The CreateProcess API fails with error 2 (file not found) when child_cmd parameter contains “C:\\Windows\\System32\\OpenSSH\\ssh.exe”. What is puzzling is that, this file - ‘C:\Windows\System32\OpenSSH\ssh.exe’ - exists on the machine; yet, CreateProcess() reports error 2. If I copied ‘C:\Windows\System32\OpenSSH\ssh.exe’ [from command prompt] to some other location, say ‘C:\tmp\System32_OpenSSH\ssh.exe’ and then call CreateProcess() with child_cmd parameter containing “C:\\tmp\\System32_OpenSSH\\ssh.exe”, the exact same program works like a charm. Any clue what is going on here? Are there any OS imposed restrictions regarding C:\Windows\system32 folder?

I faced similar problem with file copy as well - system("copy C:\\Windows\\system32\\OpenSSH\\ssh.exe OpenSSH_ssh.exe").

Solution

  • My psychic powers suggest that while you do indeed have a binary named ssh.exe in your C:\Windows\System32\OpenSSH folder, your compiled code is running as 32-bit, but your OS is 64-bit.

    32-bit code running on a 64-bit OS gets a redirection of the file system for certain folders.

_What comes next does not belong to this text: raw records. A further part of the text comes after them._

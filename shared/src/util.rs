/// Current UTC timestamp in milliseconds
pub fn now_millis() -> i64 {
    chrono::Utc::now().timestamp_millis()
}

/// Generate a snowflake-style i64 for use as a booking reference.
///
/// Layout (53 bits, fits in JavaScript's Number.MAX_SAFE_INTEGER):
///   - 41 bits: milliseconds since 2024-01-01 UTC (~69 years)
///   - 12 bits: random (4096 values per ms, collision-free at booking scale)
pub fn booking_ref() -> i64 {
    use rand::Rng;
    // Custom epoch: 2024-01-01 00:00:00 UTC
    const EPOCH_MS: i64 = 1_704_067_200_000;
    let now = now_millis();
    let ts = (now - EPOCH_MS) & 0x1FF_FFFF_FFFF; // 41 bits
    let rand_bits: i64 = rand::thread_rng().gen_range(0..0x1000); // 12 bits
    (ts << 12) | rand_bits
}

/// Human-facing tracking number stamped onto submitted orders
pub fn tracking_number() -> String {
    format!("TRK-{}", booking_ref())
}

#[cfg(test)]
mod tests {
    use super::*;

    #[test]
    fn test_booking_ref_is_positive_and_monotonic_scale() {
        let a = booking_ref();
        let b = booking_ref();
        assert!(a > 0);
        assert!(b > 0);
        // Both stamped in the same era: high bits agree to within the random tail
        assert!((a >> 12) <= (b >> 12) + 1);
    }

    #[test]
    fn test_tracking_number_format() {
        let tn = tracking_number();
        assert!(tn.starts_with("TRK-"));
        assert!(tn[4..].parse::<i64>().is_ok());
    }
}
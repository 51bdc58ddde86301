//! Shared domain models for the logistics booking engine
//!
//! This crate holds the data shapes passed between the booking wizard and
//! the engine: the in-progress [`models::OrderDraft`], the finalized
//! [`models::Order`], and the [`update::SectionUpdate`] commands that carry
//! one wizard step's contribution to the draft.
//!
//! Pure data only - no storage, no network, no clocks beyond the timestamp
//! helpers in [`util`].

pub mod models;
pub mod update;
pub mod util;

// Re-export common types
pub use models::{
    DeliveryDetails, DeliveryMethod, Dimensions, DraftMeta, DraftMetaPatch, DraftPatch,
    ItemDetails, Location, Locations, Order, OrderDraft, OrderStatus, PricingSummary,
    ReceiverDetails, SenderDetails, VehicleType,
};
pub use update::{DeliveryUpdate, ItemsOp, SectionUpdate};
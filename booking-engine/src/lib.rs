//! Logistics booking engine - order-draft assembly, pricing and finalization
//!
//! The mobile client collects a shipment order across disconnected wizard
//! steps (sender, receiver, items, vehicle/schedule). This crate owns the
//! subsystem that merges those partial contributions into one consistent
//! draft, keeps the derived pricing in lockstep with its inputs, and turns
//! the completed draft into an immutable submitted order.
//!
//! # Module structure
//!
//! ```text
//! booking-engine/src/
//! ├── config.rs       # Business-rule constants (env-overridable)
//! ├── logger.rs       # tracing setup
//! ├── storage.rs      # Key-value seam + redb / in-memory backends
//! ├── draft_store.rs  # The single draft slot per user
//! ├── validators.rs   # Per-section completeness/correctness checks
//! ├── pricing.rs      # Weight-tier fee schedule and order totals
//! ├── assembler.rs    # merge_section: validate -> merge -> reprice -> persist
//! ├── documents.rs    # Document-store seam + in-memory fake
//! ├── finalize.rs     # Draft -> immutable Order submission
//! └── history.rs      # Read-back of submitted orders
//! ```
//!
//! # Data flow
//!
//! 1. A wizard step builds a `SectionUpdate`
//! 2. `DraftAssembler::merge_section` validates it against the current draft
//! 3. Valid updates merge; pricing recomputes when items or vehicle changed
//! 4. The merged draft persists atomically through `DraftStore`
//! 5. `OrderFinalizer::submit` re-validates everything, reprices, creates the
//!    order document and clears the draft
//!
//! Draft operations assume a single in-flight call per user session; there
//! is no internal locking and concurrent merges resolve last-writer-wins at
//! whole-section granularity.

pub mod assembler;
pub mod config;
pub mod documents;
pub mod draft_store;
pub mod finalize;
pub mod history;
pub mod logger;
pub mod pricing;
pub mod storage;
pub mod validators;

// Re-export public surface
pub use assembler::{DraftAssembler, MergeError, MergeResult};
pub use config::BookingConfig;
pub use documents::{DocumentError, DocumentStore, MemoryDocumentStore, ORDERS_COLLECTION};
pub use draft_store::DraftStore;
pub use finalize::{OrderFinalizer, Session, StaticSession, SubmitError, SubmitResult};
pub use history::OrderHistory;
pub use logger::{init_logger, init_logger_with_file};
pub use storage::{
    KeyValueStore, MemoryKeyValueStore, RedbKeyValueStore, StorageError, StorageResult,
};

Such that any attempt to access C:\Windows\System32 is getting mapped to C:\Windows\SysWOW64. I'm guessing don't have a copy of ssh.exe in your C:\Windows\SysWOW64\OpenSSH folder. (Appears to be the case for me too.)

    If you compile your code as 64-bit, it would likely work. Off the top of my head, I don't remember the rules if a 32-bit process is allowed to "create" a 64-bit process. (I would think so - right?) But a quick Google references this post on StackOverflow. Looks like there are some APIs that can be invoked to disable file system redirection.